Sometimes tragedy can turn things around. Temple Beth Sholom (TBS) found that out after the devastating fire in February 2014. With a Master Plan in place for several years now, the fire seemed to be the impetus for moving the idea ahead faster. It had been put on hold due to the recession and staff turnover. “We were working on making the synagogue more user friendly,” says Co-Chair of the Architectural Design Committee Dan Weissberg. “Then the fire happened. We were forced to shift into places we were moving slowly on.” Now the sanctuary and social hall are a priority, and thanks to a $1.5 million donation from the Horowitz Family, a chapel is being built as well. The chapel will be the synagogue’s new spiritual space. “The heart of the new sacred space” says Weissberg.
After speaking with Weissberg, I spoke with Rabbi Heidi Cohen about her thoughts on the synagogue’s transformation.
Jlife: What have you gained the most from this experience?
Rabbi Cohen: Community! I am so honored and touched by how not only our TBS community has come together after the fire last February, but how the entire Jewish community has embraced us. Yes, this was a horrible tragedy that befell our congregation, but there have been so many beautiful silver linings.

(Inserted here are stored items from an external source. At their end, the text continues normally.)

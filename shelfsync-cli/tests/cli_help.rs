use assert_cmd::cargo::cargo_bin_cmd;

#[test]
fn top_level_help_lists_subcommands() {
    let mut cmd = cargo_bin_cmd!("shelfsync");
    let out = cmd.arg("--help").assert().success().get_output().stdout.clone();
    let text = String::from_utf8_lossy(&out);
    assert!(text.contains("sync"), "help missing sync subcommand");
    assert!(text.contains("upload"), "help missing upload subcommand");
    assert!(text.contains("status"), "help missing status subcommand");
    assert!(text.contains("auth"), "help missing auth subcommand");
}

#[test]
fn sync_help_documents_flags() {
    let mut cmd = cargo_bin_cmd!("shelfsync");
    let out = cmd
        .arg("sync")
        .arg("--help")
        .assert()
        .success()
        .get_output()
        .stdout
        .clone();
    let text = String::from_utf8_lossy(&out);
    assert!(text.contains("--dry-run"));
    assert!(text.contains("--force"));
    assert!(text.contains("--prune-missing"));
}

#[test]
fn auth_subcommands_present() {
    let mut cmd = cargo_bin_cmd!("shelfsync");
    let out = cmd
        .arg("auth")
        .arg("--help")
        .assert()
        .success()
        .get_output()
        .stdout
        .clone();
    let text = String::from_utf8_lossy(&out);
    assert!(text.contains("set"));
    assert!(text.contains("clear"));
}
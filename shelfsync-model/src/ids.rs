use std::fmt;

use serde::{Deserialize, Serialize};
use uuid::Uuid;

/// Opaque identifier for a single attempted transition, written to the
/// intent log before the side effect and used to correlate recovery.
#[derive(Debug, Clone, Copy, PartialEq, Eq, Hash, Serialize, Deserialize)]
pub struct AttemptId(pub Uuid);

impl Default for AttemptId {
    fn default() -> Self {
        Self::new()
    }
}

impl AttemptId {
    pub fn new() -> Self {
        Self(Uuid::now_v7())
    }
}

impl fmt::Display for AttemptId {
    fn fmt(&self, f: &mut fmt::Formatter<'_>) -> fmt::Result {
        write!(f, "{}", self.0)
    }
}

/// A path relative to a library root, normalized with forward slashes.
///
/// This is the primary key of [`crate::record::FileRecord`]; two
/// `RelPath`s are equal iff they refer to the same catalog entry.
#[derive(Debug, Clone, PartialEq, Eq, Hash, PartialOrd, Ord, Serialize, Deserialize)]
pub struct RelPath(String);

impl RelPath {
    /// Normalize a path string: backslashes to forward slashes, no leading
    /// slash, no trailing slash, no `.`/`..` components.
    pub fn normalize(raw: &str) -> Self {
        let replaced = raw.replace('\\', "/");
        let normalized: Vec<&str> = replaced
            .split('/')
            .filter(|segment| !segment.is_empty() && *segment != ".")
            .collect();
        Self(normalized.join("/"))
    }

    pub fn as_str(&self) -> &str {
        &self.0
    }
}

impl fmt::Display for RelPath {
    fn fmt(&self, f: &mut fmt::Formatter<'_>) -> fmt::Result {
        write!(f, "{}", self.0)
    }
}

impl From<&str> for RelPath {
    fn from(raw: &str) -> Self {
        Self::normalize(raw)
    }
}

impl From<String> for RelPath {
    fn from(raw: String) -> Self {
        Self::normalize(&raw)
    }
}

impl AsRef<str> for RelPath {
    fn as_ref(&self) -> &str {
        &self.0
    }
}
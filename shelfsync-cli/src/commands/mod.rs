pub mod auth;
pub mod status;
pub mod sync;
pub mod upload;

use shelfsync_core::BatchSummary;

/// Shared batch-summary rendering: per-category counts plus a list of
/// records in FAILED with short reasons.
pub fn print_batch_summary(summary: &BatchSummary) {
    println!(
        "indexed={} failed={} skipped={}",
        summary.indexed, summary.failed, summary.skipped
    );
    for failure in &summary.failures {
        println!("  FAILED {}: {}", failure.file_path, failure.reason);
    }
    if summary.failed > summary.failures.len() {
        println!("  ... {} additional failures not shown", summary.failed - summary.failures.len());
    }
}
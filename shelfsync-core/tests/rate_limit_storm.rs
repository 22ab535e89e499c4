//! A tripped circuit breaker causes the dispatch loop to skip rather
//! than hammer the remote.

mod support;

use std::path::PathBuf;
use std::sync::Arc;
use std::time::Duration;

use shelfsync_core::catalog::Catalog;
use shelfsync_core::orchestrator::{Orchestrator, OrchestratorConfig};
use shelfsync_core::rate_guard::{Outcome, RateGuard, RateGuardConfig};
use shelfsync_core::reconciler::SyncReconciler;
use shelfsync_model::RelPath;
use support::fake_remote::FakeRemoteClient;
use support::fake_scanner::FakeFileScanner;

#[tokio::test]
async fn open_circuit_skips_pending_records_instead_of_calling_the_remote() {
    let catalog = Catalog::open_in_memory().await.unwrap();
    let remote = Arc::new(FakeRemoteClient::new());
    let scanner = Arc::new(FakeFileScanner::new());
    for i in 0..5 {
        scanner.put(&format!("file{i}.txt"), vec![i as u8; 64]);
    }

    let reconciler = SyncReconciler::new(catalog.clone(), remote.clone(), scanner.clone(), PathBuf::from("/"), "my-store".into());
    let report = reconciler.run(false).await.unwrap();
    assert_eq!(report.change_set.new.len(), 5);

    let rate_guard = Arc::new(RateGuard::new(RateGuardConfig {
        requests_per_minute: 10_000,
        min_interval: Duration::from_millis(0),
        window: Duration::from_secs(60),
        error_rate_trip_threshold: 0.05,
        consecutive_rate_limit_trip: 3,
        open_cooldown: Duration::from_secs(30),
    }));

    // Three consecutive rate-limit responses trip the breaker before a
    // single dispatch runs, mirroring a remote that is already melting
    // down when the batch starts.
    rate_guard.record(Outcome::RateLimited).await;
    rate_guard.record(Outcome::RateLimited).await;
    rate_guard.record(Outcome::RateLimited).await;

    let orchestrator = Orchestrator::new(catalog.clone(), remote.clone(), rate_guard, "my-store".into(), OrchestratorConfig::default());
    let scanner_for_loader = scanner.clone();
    let loader = move |path: RelPath| {
        let scanner = scanner_for_loader.clone();
        Box::pin(async move {
            let bytes = scanner.read_bytes(&PathBuf::from("/"), &path).await?;
            let hash = shelfsync_model::hash::digest_bytes(&bytes);
            Ok::<_, shelfsync_core::error::CoreError>((bytes, hash, None))
        }) as std::pin::Pin<Box<dyn std::future::Future<Output = shelfsync_core::error::Result<(Vec<u8>, String, Option<String>)>> + Send>>
    };

    let summary = orchestrator.run_batch(&report.change_set, loader).await.unwrap();

    assert_eq!(summary.indexed, 0, "every record should be skipped while the breaker is OPEN");
    assert_eq!(summary.skipped, 5);
    assert_eq!(remote.raw_artifact_count(), 0, "an open circuit must not let any upload reach the remote");

    for i in 0..5 {
        let record = catalog.get(&RelPath::from(format!("file{i}.txt"))).await.unwrap().unwrap();
        assert_eq!(record.fsm_state, shelfsync_model::FsmState::Untracked, "skipped dispatch must not touch FSM state");
    }
}
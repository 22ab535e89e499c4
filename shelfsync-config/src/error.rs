use std::path::PathBuf;

use thiserror::Error;

#[derive(Debug, Error)]
pub enum ConfigError {
    #[error("configuration file missing: {path}")]
    MissingConfig { path: PathBuf },
    #[error("failed to read configuration {path}")]
    Io {
        path: PathBuf,
        #[source]
        source: std::io::Error,
    },
    #[error("failed to build layered configuration")]
    Layering(#[from] config::ConfigError),
    #[error("failed to parse configuration {path}")]
    Parse {
        path: PathBuf,
        #[source]
        source: toml::de::Error,
    },
    #[error("configuration is invalid: {0}")]
    Invalid(String),
    #[error(transparent)]
    EnvFile(#[from] dotenvy::Error),
    #[error("OS keyring error for entry '{entry}'")]
    Keyring {
        entry: String,
        #[source]
        source: keyring::Error,
    },
    #[error("no credential found in the OS keyring for '{entry}'; run `shelfsync auth set` first")]
    CredentialMissing { entry: String },
}

pub type Result<T> = std::result::Result<T, ConfigError>;
//! OS-keyring-only credential resolution: never from environment
//! variables or config files.

use keyring::Entry;
use zeroize::{Zeroize, ZeroizeOnDrop};

use crate::error::{ConfigError, Result};

const SERVICE: &str = "shelfsync";

/// A secret that zeroes its backing buffer on drop. Holds the remote
/// backend's API key once resolved from the keyring.
#[derive(Zeroize, ZeroizeOnDrop)]
pub struct ApiKey(String);

impl ApiKey {
    pub fn expose(&self) -> &str {
        &self.0
    }
}

impl std::fmt::Debug for ApiKey {
    fn fmt(&self, f: &mut std::fmt::Formatter<'_>) -> std::fmt::Result {
        f.write_str("ApiKey(***)")
    }
}

/// Resolves and stores the remote backend's API key against a single OS
/// keyring entry, scoped per store name so multiple libraries bound to
/// different stores don't collide.
#[derive(Debug, Clone)]
pub struct CredentialStore {
    account: String,
}

impl CredentialStore {
    pub fn for_store(store_name: &str) -> Self {
        Self {
            account: store_name.to_string(),
        }
    }

    fn entry(&self) -> Result<Entry> {
        Entry::new(SERVICE, &self.account).map_err(|source| ConfigError::Keyring {
            entry: self.account.clone(),
            source,
        })
    }

    /// Loads the API key. Fails with `CredentialMissing` rather than
    /// falling back to any other source.
    pub fn get_api_key(&self) -> Result<ApiKey> {
        let entry = self.entry()?;
        match entry.get_password() {
            Ok(secret) => Ok(ApiKey(secret)),
            Err(keyring::Error::NoEntry) => Err(ConfigError::CredentialMissing {
                entry: self.account.clone(),
            }),
            Err(source) => Err(ConfigError::Keyring {
                entry: self.account.clone(),
                source,
            }),
        }
    }

    pub fn set_api_key(&self, secret: &str) -> Result<()> {
        let entry = self.entry()?;
        entry.set_password(secret).map_err(|source| ConfigError::Keyring {
            entry: self.account.clone(),
            source,
        })
    }

    pub fn clear_api_key(&self) -> Result<()> {
        let entry = self.entry()?;
        match entry.delete_credential() {
            Ok(()) | Err(keyring::Error::NoEntry) => Ok(()),
            Err(source) => Err(ConfigError::Keyring {
                entry: self.account.clone(),
                source,
            }),
        }
    }
}
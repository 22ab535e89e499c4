//! `shelfsync status`: counts per `fsm_state` plus orphan backlog. A
//! query-only command; it never touches the remote.

use std::path::PathBuf;

use shelfsync_config::CliOverrides;

use crate::context::AppContext;

pub async fn run(config_path: Option<PathBuf>, overrides: CliOverrides) -> anyhow::Result<()> {
    let (config, catalog) = AppContext::build_catalog_only(config_path, overrides).await?;

    let counts = catalog.state_counts().await?;
    let orphans = catalog.orphan_backlog().await?;

    println!("store: {}", config.remote.store_name);
    for (state, count) in counts {
        println!("  {state}: {count}");
    }
    println!("  orphan backlog: {orphans}");

    Ok(())
}
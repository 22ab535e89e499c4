//! A [`FileScanner`] fixture backed by an in-memory map, so reconciler
//! tests don't need a real filesystem.

use std::collections::HashMap;
use std::path::Path;
use std::sync::Mutex;

use async_trait::async_trait;
use shelfsync_core::error::{CoreError, Result};
use shelfsync_core::reconciler::FileScanner;
use shelfsync_model::{RelPath, ScannedFile};

#[derive(Debug, Default)]
pub struct FakeFileScanner {
    files: Mutex<HashMap<RelPath, Vec<u8>>>,
}

impl FakeFileScanner {
    pub fn new() -> Self {
        Self::default()
    }

    pub fn put(&self, path: &str, bytes: impl Into<Vec<u8>>) {
        self.files.lock().unwrap().insert(RelPath::from(path), bytes.into());
    }

    pub fn remove(&self, path: &str) {
        self.files.lock().unwrap().remove(&RelPath::from(path));
    }
}

#[async_trait]
impl FileScanner for FakeFileScanner {
    async fn scan(&self, _library_root: &Path) -> Result<Vec<ScannedFile>> {
        let files = self.files.lock().unwrap();
        Ok(files
            .iter()
            .map(|(path, bytes)| ScannedFile {
                file_path: path.clone(),
                size: bytes.len() as u64,
                mtime: 0.0,
                path_derived_metadata: serde_json::Value::Null,
            })
            .collect())
    }

    async fn read_bytes(&self, _library_root: &Path, file_path: &RelPath) -> Result<Vec<u8>> {
        self.files
            .lock()
            .unwrap()
            .get(file_path)
            .cloned()
            .ok_or_else(|| CoreError::Internal(format!("no such file in fixture: {file_path}")))
    }
}
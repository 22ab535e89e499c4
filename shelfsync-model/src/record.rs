use chrono::{DateTime, Utc};
use serde::{Deserialize, Serialize};

use crate::ids::{AttemptId, RelPath};

/// Lifecycle state of a single file. `FAILED` is the only escape hatch;
/// every other edge is listed in the FSM transition table.
#[derive(Debug, Clone, Copy, PartialEq, Eq, Hash, Serialize, Deserialize)]
#[serde(rename_all = "SCREAMING_SNAKE_CASE")]
pub enum FsmState {
    Untracked,
    Uploading,
    Processing,
    Indexed,
    Failed,
}

impl FsmState {
    pub fn as_str(&self) -> &'static str {
        match self {
            FsmState::Untracked => "UNTRACKED",
            FsmState::Uploading => "UPLOADING",
            FsmState::Processing => "PROCESSING",
            FsmState::Indexed => "INDEXED",
            FsmState::Failed => "FAILED",
        }
    }

    pub fn parse(raw: &str) -> Option<Self> {
        Some(match raw {
            "UNTRACKED" => FsmState::Untracked,
            "UPLOADING" => FsmState::Uploading,
            "PROCESSING" => FsmState::Processing,
            "INDEXED" => FsmState::Indexed,
            "FAILED" => FsmState::Failed,
            _ => return None,
        })
    }
}

impl std::fmt::Display for FsmState {
    fn fmt(&self, f: &mut std::fmt::Formatter<'_>) -> std::fmt::Result {
        write!(f, "{}", self.as_str())
    }
}

/// Why a record ended up in FAILED, persisted alongside `error_reason` so a
/// later retry pass can tell a rate-limited or server-side failure from a
/// permanent one without re-parsing free text.
#[derive(Debug, Clone, Copy, PartialEq, Eq, Hash, Serialize, Deserialize)]
#[serde(rename_all = "SCREAMING_SNAKE_CASE")]
pub enum ErrorClass {
    RateLimited,
    ServerError,
    Permanent,
}

impl ErrorClass {
    pub fn as_str(&self) -> &'static str {
        match self {
            ErrorClass::RateLimited => "RATE_LIMITED",
            ErrorClass::ServerError => "SERVER_ERROR",
            ErrorClass::Permanent => "PERMANENT",
        }
    }

    pub fn parse(raw: &str) -> Option<Self> {
        Some(match raw {
            "RATE_LIMITED" => ErrorClass::RateLimited,
            "SERVER_ERROR" => ErrorClass::ServerError,
            "PERMANENT" => ErrorClass::Permanent,
            _ => return None,
        })
    }

    /// Whether a FAILED record carrying this classification should be
    /// picked up by the post-batch retry pass.
    pub fn is_retryable(&self) -> bool {
        !matches!(self, ErrorClass::Permanent)
    }
}

impl std::fmt::Display for ErrorClass {
    fn fmt(&self, f: &mut std::fmt::Formatter<'_>) -> std::fmt::Result {
        write!(f, "{}", self.as_str())
    }
}

/// The optimistic-concurrency token returned by `begin_transition` and
/// required by `commit_transition`. A commit only applies if the record
/// still matches `(state, version)` at commit time.
#[derive(Debug, Clone, Copy, PartialEq, Eq)]
pub struct OccToken {
    pub state: FsmState,
    pub version: i64,
}

/// Durable per-file record, keyed by `file_path` relative to a library root.
///
/// Mutated exclusively through FSM transitions — never by ad-hoc writes.
#[derive(Debug, Clone, PartialEq, Serialize, Deserialize)]
pub struct FileRecord {
    pub file_path: RelPath,
    pub content_hash: String,
    pub size: u64,
    pub mtime: f64,
    pub fsm_state: FsmState,
    pub version: i64,
    pub remote_raw_id: Option<String>,
    pub remote_doc_id: Option<String>,
    pub orphan_raw_id: Option<String>,
    pub missing_since: Option<DateTime<Utc>>,
    pub upload_hash: Option<String>,
    pub enrichment_version: Option<String>,
    pub error_reason: Option<String>,
    pub error_class: Option<ErrorClass>,
    pub attempt_count: i64,
    pub remote_expiration: Option<DateTime<Utc>>,
}

impl FileRecord {
    /// Construct a brand-new UNTRACKED record for a file the scanner has
    /// just discovered. `version` starts at 0; the first successful
    /// transition bumps it to 1.
    pub fn new_untracked(file_path: RelPath, content_hash: String, size: u64, mtime: f64) -> Self {
        Self {
            file_path,
            content_hash,
            size,
            mtime,
            fsm_state: FsmState::Untracked,
            version: 0,
            remote_raw_id: None,
            remote_doc_id: None,
            orphan_raw_id: None,
            missing_since: None,
            upload_hash: None,
            enrichment_version: None,
            error_reason: None,
            error_class: None,
            attempt_count: 0,
            remote_expiration: None,
        }
    }

    pub fn occ_token(&self) -> OccToken {
        OccToken {
            state: self.fsm_state,
            version: self.version,
        }
    }

    /// INDEXED implies both remote ids are present.
    pub fn invariant_i1_holds(&self) -> bool {
        self.fsm_state != FsmState::Indexed
            || (self.remote_raw_id.is_some() && self.remote_doc_id.is_some())
    }

    /// UNTRACKED/FAILED implies no indexed store document.
    pub fn invariant_i2_holds(&self) -> bool {
        !matches!(self.fsm_state, FsmState::Untracked | FsmState::Failed) || self.remote_doc_id.is_none()
    }

    /// Re-submitting bytes whose digest matches `upload_hash` is a no-op.
    pub fn upload_hash_matches(&self, desired_hash: &str) -> bool {
        self.upload_hash.as_deref() == Some(desired_hash)
    }

    pub fn has_pending_orphan(&self) -> bool {
        self.orphan_raw_id.is_some()
    }
}

/// Write-ahead record of "about to perform side effect X", written before
/// the side effect and finalized after: an append-only log keyed by
/// `file_path`, not a back-pointer.
#[derive(Debug, Clone, PartialEq, Serialize, Deserialize)]
pub struct UploadIntent {
    pub file_path: RelPath,
    pub intended_state: FsmState,
    pub attempt_id: AttemptId,
    pub started_at: DateTime<Utc>,
    pub finalized_at: Option<DateTime<Utc>>,
}

impl UploadIntent {
    pub fn open(file_path: RelPath, intended_state: FsmState) -> Self {
        Self {
            file_path,
            intended_state,
            attempt_id: AttemptId::new(),
            started_at: Utc::now(),
            finalized_at: None,
        }
    }

    pub fn is_open(&self) -> bool {
        self.finalized_at.is_none()
    }
}

#[cfg(test)]
mod tests {
    use super::*;

    #[test]
    fn indexed_without_remote_ids_violates_i1() {
        let mut record = FileRecord::new_untracked(RelPath::from("a.txt"), "h".into(), 1, 0.0);
        record.fsm_state = FsmState::Indexed;
        assert!(!record.invariant_i1_holds());
        record.remote_raw_id = Some("raw-1".into());
        record.remote_doc_id = Some("doc-1".into());
        assert!(record.invariant_i1_holds());
    }

    #[test]
    fn upload_hash_noop_detection() {
        let mut record = FileRecord::new_untracked(RelPath::from("a.txt"), "h".into(), 1, 0.0);
        assert!(!record.upload_hash_matches("abc"));
        record.upload_hash = Some("abc".into());
        assert!(record.upload_hash_matches("abc"));
        assert!(!record.upload_hash_matches("def"));
    }
}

Everyone at TBS has been amazing in rolling up their sleeves to work toward the goal of not only rebuilding to where we were pre-fire, but also helping us build for the future.
Jlife: In previous articles we wrote about the metaphorical phoenix rising from the ashes. What is your hope as the rabbi of TBS for the new space?
Rabbi Cohen: Our congregation’s values are life, learning and connections. Through every space of our campus these values will play a very integral role. We are creating a narrative through the design and architecture that will not only be beautiful and functional, but also allow every individual who enters our campus to experience our values in a very personal way. Our building will tell the story of the Jewish people and remind us of the Jewish values and traditions we hold so dear. We are also building for generations to come.
Jlife: What would you hope others learn about TBS from this experience?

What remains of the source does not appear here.